According to an analysis of DOB filings since the start of 2018, Chelsea was among the most active neighborhoods in Manhattan for new development both in terms of number of new building plans filed and total dwelling units filed for. What has made this neighborhood so appealing for new development in recent years?

I think it depends on what your boundaries are of Chelsea. A lot of people push it far west, more than I would, and much further north than I would. But what I think is interesting about Chelsea is there are very few sites and I think a lot of the projects that were filed since 2018 were probably for condominiums, not multifamily rentals, given where the market was in terms of land value, like the Edison projects sold to HFZ. Companies like Facebook relocating to, I’d call it Penn Station west area, and Google literally taking over Chelsea Market, I think it makes the existing neighborhood fabric of Chelsea that much more attractive to potential tenants or condo buyers. The neighborhood also has fairly contextual zoning, so you can’t really build a tall building. So it’s an interesting neighborhood with very few available sites and then what you build has to fit in the zoning of the neighborhood. You can also walk everywhere, to Union Square, Madison Square, Meatpacking, Hudson Square, it’s very accessible but still feels like a neighborhood.

MAG’s website states that construction on the new project at 335 Eighth Avenue is expected to begin in 2022, do you have an estimated completion date?

Likely the beginning of 2026 or the end of 2025.

Do you have any other projects lined up? How are factors such as Covid-19 and the expiration of 421-a impacting development decisions?

We have another residential project that we’re working on to beat the 421-a deadline, it’s a 200-unit, multifamily rental building with 30 percent affordable. We also have a boutique office building that we have been working on for the past year and a half or so. It is about 200,000 square feet and it’s in a very strong location. We are also looking at other projects outside of New York City in order to increase our footprint. New York City is becoming a harder and harder place to develop so we are looking elsewhere, some are pretty large scale projects.

Looking even further into the future, what is the biggest change you anticipate in NYC’s development market by 2031?

I think what you’re going to see is a market where there is a dearth of rental housing because of expiring 421-a. You’re going to start to see a shortage of housing. I hope the city really focuses on how to deal with the homeless situation, in terms of providing supportive housing for the homeless population. As the city gets wealthier and wealthier, those at the bottom of the economic ladder continue to suffer because of the lack of good and safe affordable housing.
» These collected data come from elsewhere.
// SPDX-License-Identifier: BUSL-1.1
// Copyright (c) 2026 Alfred Jean LLC

//! Process spawning behind an adapter trait
//!
//! The engine never talks to the OS directly; it hands commands to a
//! [`ProcessAdapter`] and learns about completions through a channel of
//! [`ProcessEvent`]s keyed by job and handle. `ShellAdapter` is the real
//! implementation; tests use `FakeProcessAdapter`.

use async_trait::async_trait;
use fuse_core::{JobId, ProcessId};
use tokio::sync::mpsc;
use tracing::debug;

/// How a spawned process ended, or why it never started
#[derive(Debug, Clone)]
pub enum ProcessOutcome {
    /// The process ran to completion
    Exited { success: bool },
    /// The process could not be started
    SpawnFailed { error: String },
}

/// Completion notification for a tracked process
#[derive(Debug, Clone)]
pub struct ProcessEvent {
    pub job: JobId,
    pub handle: ProcessId,
    pub outcome: ProcessOutcome,
}

pub type ProcessEventSender = mpsc::UnboundedSender<ProcessEvent>;

/// Launches commands and reports completions
#[async_trait]
pub trait ProcessAdapter: Send + Sync {
    /// Spawn a tracked command for a job. The adapter must deliver
    /// exactly one [`ProcessEvent`] for the (job, handle) pair, whether
    /// the spawn succeeds or not.
    async fn spawn(
        &self,
        job: JobId,
        handle: ProcessId,
        command: String,
        events: ProcessEventSender,
    );

    /// Spawn an untracked hook command. Fire-and-forget: failures are
    /// logged, never reported back.
    async fn spawn_hook(&self, command: String);
}

/// Runs commands through `sh -c`
#[derive(Debug, Default, Clone)]
pub struct ShellAdapter;

impl ShellAdapter {
    pub fn new() -> Self {
        Self
    }
}

#[async_trait]
impl ProcessAdapter for ShellAdapter {
    async fn spawn(
        &self,
        job: JobId,
        handle: ProcessId,
        command: String,
        events: ProcessEventSender,
    ) {
        let spawned = tokio::process::Command::new("sh")
            .arg("-c")
            .arg(&command)
            .spawn();

        match spawned {
            Ok(mut child) => {
                tokio::spawn(async move {
                    let success = match child.wait().await {
                        Ok(status) => status.success(),
                        Err(e) => {
                            debug!(job = %job, error = %e, "failed to wait on child");
                            false
                        }
                    };
                    let _ = events.send(ProcessEvent {
                        job,
                        handle,
                        outcome: ProcessOutcome::Exited { success },
                    });
                });
            }
            Err(e) => {
                debug!(job = %job, command = %command, error = %e, "spawn failed");
                let _ = events.send(ProcessEvent {
                    job,
                    handle,
                    outcome: ProcessOutcome::SpawnFailed {
                        error: e.to_string(),
                    },
                });
            }
        }
    }

    async fn spawn_hook(&self, command: String) {
        match tokio::process::Command::new("sh")
            .arg("-c")
            .arg(&command)
            .spawn()
        {
            Ok(mut child) => {
                // Reap in the background so the hook never zombies
                tokio::spawn(async move {
                    let _ = child.wait().await;
                });
            }
            Err(e) => {
                debug!(command = %command, error = %e, "hook spawn failed");
            }
        }
    }
}

#[cfg(any(test, feature = "test-support"))]
pub mod fake {
    //! In-memory adapter for tests: records spawns and lets the caller
    //! complete them deterministically.

    use super::*;
    use std::sync::{Arc, Mutex};

    #[derive(Debug, Clone)]
    pub struct RecordedSpawn {
        pub job: JobId,
        pub handle: ProcessId,
        pub command: String,
    }

    #[derive(Default)]
    struct FakeState {
        spawns: Vec<RecordedSpawn>,
        hooks: Vec<String>,
        pending: Vec<(JobId, ProcessId, ProcessEventSender)>,
        fail_spawns: bool,
    }

    /// Records every spawn; completions are driven by the test via
    /// [`FakeProcessAdapter::complete`].
    #[derive(Clone, Default)]
    pub struct FakeProcessAdapter {
        state: Arc<Mutex<FakeState>>,
    }

    impl FakeProcessAdapter {
        pub fn new() -> Self {
            Self::default()
        }

        /// Make every subsequent spawn report a start failure
        pub fn fail_spawns(&self) {
            self.lock().fail_spawns = true;
        }

        pub fn spawns(&self) -> Vec<RecordedSpawn> {
            self.lock().spawns.clone()
        }

        pub fn hooks(&self) -> Vec<String> {
            self.lock().hooks.clone()
        }

        pub fn pending_count(&self) -> usize {
            self.lock().pending.len()
        }

        /// Complete the pending process with the given handle
        pub fn complete(&self, handle: ProcessId, success: bool) {
            let entry = {
                let mut state = self.lock();
                let pos = state.pending.iter().position(|(_, h, _)| *h == handle);
                pos.map(|i| state.pending.remove(i))
            };
            if let Some((job, handle, events)) = entry {
                let _ = events.send(ProcessEvent {
                    job,
                    handle,
                    outcome: ProcessOutcome::Exited { success },
                });
            }
        }

        fn lock(&self) -> std::sync::MutexGuard<'_, FakeState> {
            self.state.lock().unwrap_or_else(|e| e.into_inner())
        }
    }

    #[async_trait]
    impl ProcessAdapter for FakeProcessAdapter {
        async fn spawn(
            &self,
            job: JobId,
            handle: ProcessId,
            command: String,
            events: ProcessEventSender,
        ) {
            let fail = {
                let mut state = self.lock();
                state.spawns.push(RecordedSpawn {
                    job: job.clone(),
                    handle,
                    command,
                });
                if state.fail_spawns {
                    true
                } else {
                    state.pending.push((job.clone(), handle, events.clone()));
                    false
                }
            };
            if fail {
                let _ = events.send(ProcessEvent {
                    job,
                    handle,
                    outcome: ProcessOutcome::SpawnFailed {
                        error: "spawn disabled".into(),
                    },
                });
            }
        }

        async fn spawn_hook(&self, command: String) {
            self.lock().hooks.push(command);
        }
    }
}

#[cfg(test)]
#[path = "spawn_tests.rs"]
mod tests;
MAG Partners is a woman-owned firm, do you want to speak about the significance of that?

70 percent of our firm is made up by women, which we are very proud of. We are very committed to diversity and it is something we practice not just with our team but also with other partners we deal with. For example, we demand with our consultants that there are women who are interfacing with ownership representing their firms. You know they’re at the office doing all the work but they’re not getting the opportunity to interface with ownership or developers, and that’s how you grow business, so that is something that we do demand of our consultants. It is the same with our equity partners, our LP partner out of Australia, Qualitas, is an investment firm that was started by a woman named Carol Schwartz. We want to make sure that everyone who we work with understands what our goals and values are. That’s something that is really important for us.